Cleveland Indians: What History Says About Tribe’s Game Seven Chances

It all comes down to one game for the 2016 World Series championship. If you’re a fan of the Cleveland Indians, you should be rooting for history to be made.

I know you’re nervous. I know it seems like a nightmare that the Cleveland Indians watched their 3-1 lead in the World Series evaporate against the Chicago Cubs. I know all the “Warriors blew a 3-1 lead in the NBA Finals” jokes are seemingly coming back around on Northeast Ohio.

But history will be made one way or another on Wednesday night at Progressive Field, and all of that nervousness could well transform into jubilation. An epic seven-game Fall Classic between the two franchises with the longest title droughts? It could not have ended any other way.

This will be the fifth Game Seven of the 21st Century, and the 42nd overall in baseball history. Road teams have actually had the advantage in those games, going 21-20.

But Cleveland has to like its chances to defy that bit of history. Corey Kluber, he of the herculean postseason effort this year, will be on the mound. In his five starts, he’s allowed just three runs in 30.1 innings to this point (0.89 ERA), striking out 35, yielding just a 0.99 WHIP and .200 opposition’s batting average.

As second baseman Jason Kipnis said:

“Who else would you want? That’s our guy. That’s our stud. That’s our bona fide ace. If you ask everybody in here who you want on that mound, you’re going to get Corey Kluber as the answer. We’re pumped about that.”

Kluber will be making his third start of this World Series, and that is significant for a number of reasons. The last pitcher to do so was Curt Schilling, for an Arizona Diamondbacks ballclub that won it all back in 2001.

To find someone who won three starts in a World Series, you have to go back even farther, to Mickey Lolich of the 1968 Detroit Tigers against the St. Louis Cardinals. Lolich threw three complete games, including a deciding Game Seven against Hall of Famer Bob Gibson.

There’s also more current data that points to this being the Indians’ night. During the regular season, when facing an opponent for the third time, Kluber went 4-0 with a minuscule 1.05 ERA, a full two and a half runs better than when facing a team the first time. If that trend holds on Wednesday night, Chicago will be hard pressed to score.

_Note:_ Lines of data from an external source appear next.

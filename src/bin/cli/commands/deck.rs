use anyhow::Result;
use chrono::Utc;

use mahir_lib::study::Session;

use crate::app::App;
use crate::render::{paint, score_color, score_counts, Color};
use crate::OutputFormat;

/// Build the next deck on a throwaway session; nothing is saved
pub fn run(app: &App, set_name: &str, format: &OutputFormat, use_color: bool) -> Result<()> {
    let set = app.find_set(set_name)?;
    let session = Session::begin(&set, Utc::now(), &mut rand::thread_rng())?;
    let deck = session.deck();

    match format {
        OutputFormat::Json => {
            let mut terms = Vec::new();
            for id in &deck.terms {
                let term = session.term(*id)?;
                terms.push(serde_json::json!({
                    "id": id,
                    "term": term.term,
                    "definition": term.definition,
                    "score": term.score,
                }));
            }
            let output = serde_json::json!({
                "set": set.name,
                "cycle": set.cycle.cycle,
                "session": session.number(),
                "stats": deck.stats,
                "terms": terms,
            });
            println!("{}", serde_json::to_string_pretty(&output)?);
        }
        OutputFormat::Plain => {
            println!(
                "{} cycle {} session {}: {} terms ({})",
                paint(&set.name, Color::BOLD, use_color),
                set.cycle.cycle,
                session.number(),
                deck.len(),
                score_counts(&deck.stats)
            );
            for id in &deck.terms {
                let term = session.term(*id)?;
                println!(
                    "  {:>5} {} {}  {}",
                    id,
                    paint(&format!("[{}]", term.score), score_color(term.score), use_color),
                    term.term,
                    paint(&term.definition, Color::DIM, use_color)
                );
            }
        }
    }

    Ok(())
}
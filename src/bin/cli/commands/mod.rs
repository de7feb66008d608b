pub mod add;
pub mod deck;
pub mod history;
pub mod list;
pub mod maintenance;
pub mod new;
pub mod reset;
pub mod simulate;
pub mod status;
pub mod study;
use std::path::Path;

use anyhow::{bail, Context, Result};

use mahir_lib::config::AppConfig;
use mahir_lib::storage::SetStorage;
use mahir_lib::study::StudySet;

/// Shared application state for CLI commands
pub struct App {
    pub config: AppConfig,
    pub storage: SetStorage,
}

impl App {
    /// Load the config file and open the set storage it points at
    pub fn new(config_path: Option<&Path>) -> Result<Self> {
        let config_path = match config_path {
            Some(path) => path.to_path_buf(),
            None => AppConfig::default_path().context("Failed to get config directory")?,
        };
        let config = AppConfig::load(&config_path)?;

        let data_dir = config.data_dir().context("Failed to get data directory")?;
        let storage = SetStorage::new(data_dir.clone())
            .with_context(|| format!("Failed to initialize storage in {}", data_dir.display()))?;

        Ok(Self { config, storage })
    }

    /// Find a set by name (case-insensitive, exact match first, then prefix)
    pub fn find_set(&self, name: &str) -> Result<StudySet> {
        let names = self.storage.list_names().context("Failed to list sets")?;
        let name_lower = name.to_lowercase();

        if let Some(found) = names.iter().find(|n| n.to_lowercase() == name_lower) {
            return self.load(found);
        }

        let matches: Vec<&String> = names
            .iter()
            .filter(|n| n.to_lowercase().starts_with(&name_lower))
            .collect();

        match matches.len() {
            0 => bail!(
                "No set matching '{}'. Available sets:\n{}",
                name,
                names.iter().map(|n| format!("  - {}", n)).collect::<Vec<_>>().join("\n")
            ),
            1 => self.load(matches[0]),
            _ => bail!(
                "Ambiguous set name '{}'. Matches:\n{}",
                name,
                matches.iter().map(|n| format!("  - {}", n)).collect::<Vec<_>>().join("\n")
            ),
        }
    }

    fn load(&self, name: &str) -> Result<StudySet> {
        self.storage
            .load_set(name)
            .with_context(|| format!("Failed to load set '{}'", name))
    }

    pub fn save(&self, set: &StudySet) -> Result<()> {
        self.storage
            .save_set(set)
            .with_context(|| format!("Failed to save set '{}'", set.name))
    }
}
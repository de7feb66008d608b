mod file_storage;

pub use file_storage::{SetStorage, SetSummary, StorageError};
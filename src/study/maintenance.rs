//! Set maintenance: deleting, merging and renumbering terms
//!
//! Every operation keeps each term in exactly one queue.

use std::collections::{BTreeMap, HashSet};

use super::errors::{Result, StudyError};
use super::models::{Term, TermId};
use super::set::StudySet;
use super::terms::TermStore;

impl StudySet {
    /// Remove a term from the store and from its queue
    pub fn delete_term(&mut self, id: TermId) -> Result<Term> {
        let term = self.terms.remove(id)?;
        if !self.queues.remove(term.score, id) {
            self.queues.remove_anywhere(id);
        }
        log::info!("Deleted term {} ({}) from '{}'", id, term.term, self.name);
        Ok(term)
    }

    /// Fold `others` into `target`: texts and definitions are joined with
    /// `"; "`, sources concatenated and statistics summed. The folded terms
    /// are deleted.
    pub fn merge_terms(&mut self, target: TermId, others: &[TermId]) -> Result<&Term> {
        self.terms.get(target)?;
        let mut distinct = HashSet::with_capacity(others.len());
        for id in others {
            if *id == target {
                return Err(StudyError::InvalidSet(format!("cannot merge term {} into itself", id)));
            }
            if !distinct.insert(*id) {
                return Err(StudyError::InvalidSet(format!("term {} is listed more than once", id)));
            }
            self.terms.get(*id)?;
        }

        for id in others {
            let origin = self.delete_term(*id)?;
            let merged = self.terms.get_mut(target)?;
            merged.term = format!("{}; {}", merged.term, origin.term);
            merged.definition = format!("{}; {}", merged.definition, origin.definition);
            merged.sources.extend(origin.sources);
            merged.stats.seen += origin.stats.seen;
            merged.stats.missed += origin.stats.missed;
            merged.stats.learned = match (merged.stats.learned, origin.stats.learned) {
                (Some(a), Some(b)) => Some(a.min(b)),
                (a, b) => a.or(b),
            };
        }

        self.terms.get(target)
    }

    /// Renumber terms 1..N in id order, closing gaps left by deletions.
    ///
    /// Returns the old -> new id mapping.
    pub fn reindex(&mut self) -> BTreeMap<TermId, TermId> {
        let mapping: BTreeMap<TermId, TermId> = self
            .terms
            .all_ids()
            .enumerate()
            .map(|(i, old)| (old, TermId(i as u64 + 1)))
            .collect();

        let terms = std::mem::take(&mut self.terms);
        self.terms = terms
            .iter()
            .map(|(old, term)| (mapping[&old], term.clone()))
            .collect::<TermStore>();
        self.queues.remap(|old| mapping.get(&old).copied().unwrap_or(old));

        log::info!("Reindexed {} terms in '{}'", mapping.len(), self.name);
        mapping
    }
}

#[cfg(test)]
mod tests {
    use super::*;
    use crate::study::models::{Score, TierConfig};
    use crate::study::set::NewTerm;
    use chrono::Utc;
    use rand::rngs::StdRng;
    use rand::SeedableRng;

    fn set() -> StudySet {
        let mut rng = StdRng::seed_from_u64(51);
        let terms = ["מֶלֶךְ", "דָּבָר", "יוֹם", "אִישׁ", "עַם"]
            .iter()
            .enumerate()
            .map(|(i, text)| NewTerm {
                term: text.to_string(),
                definition: format!("gloss {}", i),
                sources: vec![format!("lex{}", i)],
                score: Some(Score(i as u32 % 3)),
                ..Default::default()
            })
            .collect();
        StudySet::create("maint".into(), terms, TierConfig::default(), None, Utc::now(), &mut rng).unwrap()
    }

    #[test]
    fn test_delete_term() {
        let mut set = set();
        let removed = set.delete_term(TermId(2)).unwrap();
        assert_eq!(removed.term, "דָּבָר");
        assert!(!set.terms.contains(TermId(2)));
        set.validate().unwrap();
        assert!(set.delete_term(TermId(2)).is_err());
    }

    #[test]
    fn test_merge_terms() {
        let mut set = set();
        set.terms.get_mut(TermId(4)).unwrap().stats.seen = 3;

        let merged = set.merge_terms(TermId(1), &[TermId(4)]).unwrap().clone();
        assert_eq!(merged.term, "מֶלֶךְ; אִישׁ");
        assert_eq!(merged.definition, "gloss 0; gloss 3");
        assert_eq!(merged.sources, vec!["lex0".to_string(), "lex3".to_string()]);
        assert_eq!(merged.stats.seen, 3);
        assert_eq!(set.terms.len(), 4);
        set.validate().unwrap();
    }

    #[test]
    fn test_merge_checks_ids_first() {
        let mut set = set();
        let before = set.clone();
        assert!(set.merge_terms(TermId(1), &[TermId(2), TermId(42)]).is_err());
        assert!(set.merge_terms(TermId(1), &[TermId(1)]).is_err());
        assert_eq!(set, before);
    }

    #[test]
    fn test_merge_rejects_repeated_ids() {
        let mut set = set();
        let before = set.clone();
        let result = set.merge_terms(TermId(1), &[TermId(2), TermId(2)]);
        assert!(matches!(result, Err(StudyError::InvalidSet(_))));
        assert_eq!(set, before);
    }

    #[test]
    fn test_reindex_closes_gaps() {
        let mut set = set();
        set.delete_term(TermId(1)).unwrap();
        set.delete_term(TermId(3)).unwrap();

        let mapping = set.reindex();
        assert_eq!(mapping[&TermId(2)], TermId(1));
        assert_eq!(mapping[&TermId(4)], TermId(2));
        assert_eq!(mapping[&TermId(5)], TermId(3));
        assert_eq!(set.terms.all_ids().collect::<Vec<_>>(), vec![TermId(1), TermId(2), TermId(3)]);
        assert_eq!(set.terms.get(TermId(1)).unwrap().term, "דָּבָר");
        set.validate().unwrap();
    }
}
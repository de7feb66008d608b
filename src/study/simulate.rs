//! Deck simulation
//!
//! Replays deck construction over many sessions on a copy of a set, with no
//! score changes, to show how often terms of each score come up.

use std::collections::{BTreeMap, HashMap};

use rand::Rng;
use serde::Serialize;

use super::cycle::CycleStatus;
use super::deck::build_deck;
use super::errors::Result;
use super::models::{Score, TermId};
use super::set::StudySet;

#[derive(Debug, Clone, Default, PartialEq, Serialize)]
#[serde(rename_all = "camelCase")]
pub struct ScoreOccurrence {
    /// Distinct terms of this score that were drawn
    pub terms: usize,
    /// Total draws across all sessions
    pub draws: usize,
}

impl ScoreOccurrence {
    /// Average draws per drawn term
    pub fn average(&self) -> f64 {
        if self.terms == 0 {
            0.0
        } else {
            self.draws as f64 / self.terms as f64
        }
    }
}

#[derive(Debug, Clone, Default, Serialize)]
#[serde(rename_all = "camelCase")]
pub struct SimulationReport {
    pub sessions: u32,
    pub deck_sizes: Vec<usize>,
    pub cycles_started: u32,
    pub per_score: BTreeMap<Score, ScoreOccurrence>,
}

pub fn simulate<R: Rng + ?Sized>(set: &StudySet, sessions: u32, rng: &mut R) -> Result<SimulationReport> {
    let mut set = set.clone();
    let mut report = SimulationReport {
        sessions,
        ..Default::default()
    };
    let mut draws: HashMap<TermId, usize> = HashMap::new();

    for _ in 0..sessions {
        if set.cycle_status() == CycleStatus::Complete {
            set.reset_cycle(true, rng)?;
            report.cycles_started += 1;
        }
        let deck = build_deck(&mut set.queues, &set.config, &set.cycle, rng)?;
        for id in &deck.terms {
            *draws.entry(*id).or_default() += 1;
        }
        report.deck_sizes.push(deck.len());
        set.cycle.sessions += 1;
    }

    for (id, count) in draws {
        let score = set.terms.get(id)?.score;
        let occurrence = report.per_score.entry(score).or_default();
        occurrence.terms += 1;
        occurrence.draws += count;
    }

    Ok(report)
}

Finally, there is also the matter of the bullpen, which has been talked about ad nauseum since the Cubs opened up a 7-0 lead in the third inning of Game Six. Such an early deficit meant that the trio of Bryan Shaw, Andrew Miller, and Cody Allen were not used, and will be available for extended action if needed in Game Seven.

Those three relievers have given up just one run in 13 World Series innings for Cleveland, and only four in 38 innings total in the postseason. Shaw, Miller, and Allen have been so dominant that they’ve been on the mound for more than 30 percent of the Indians’ innings in the playoffs.

As first baseman Mike Napoli said:

“Kluber’s on the mound, bullpen is rested. We’re confident. We’re home. We’re going to show up to play.”

Yes, there are questions of whether or not Kluber can be as good as he’s been for Cleveland while making his second straight start on just three days’ rest, and if the bullpen trio can remain as unhittable, and perhaps the biggest of all, can the offense provide any run support at all?

We’ll have the answers to those questions in a few short hours. Game Seven will be the culmination of perhaps the most exciting period in Cleveland sports history, and we fans should all be grateful for that, savor the moment, and keep in the backs of our minds that what the Indians do on Wednesday night at the corner of Carnegie and Ontario will stay with us for a very long time.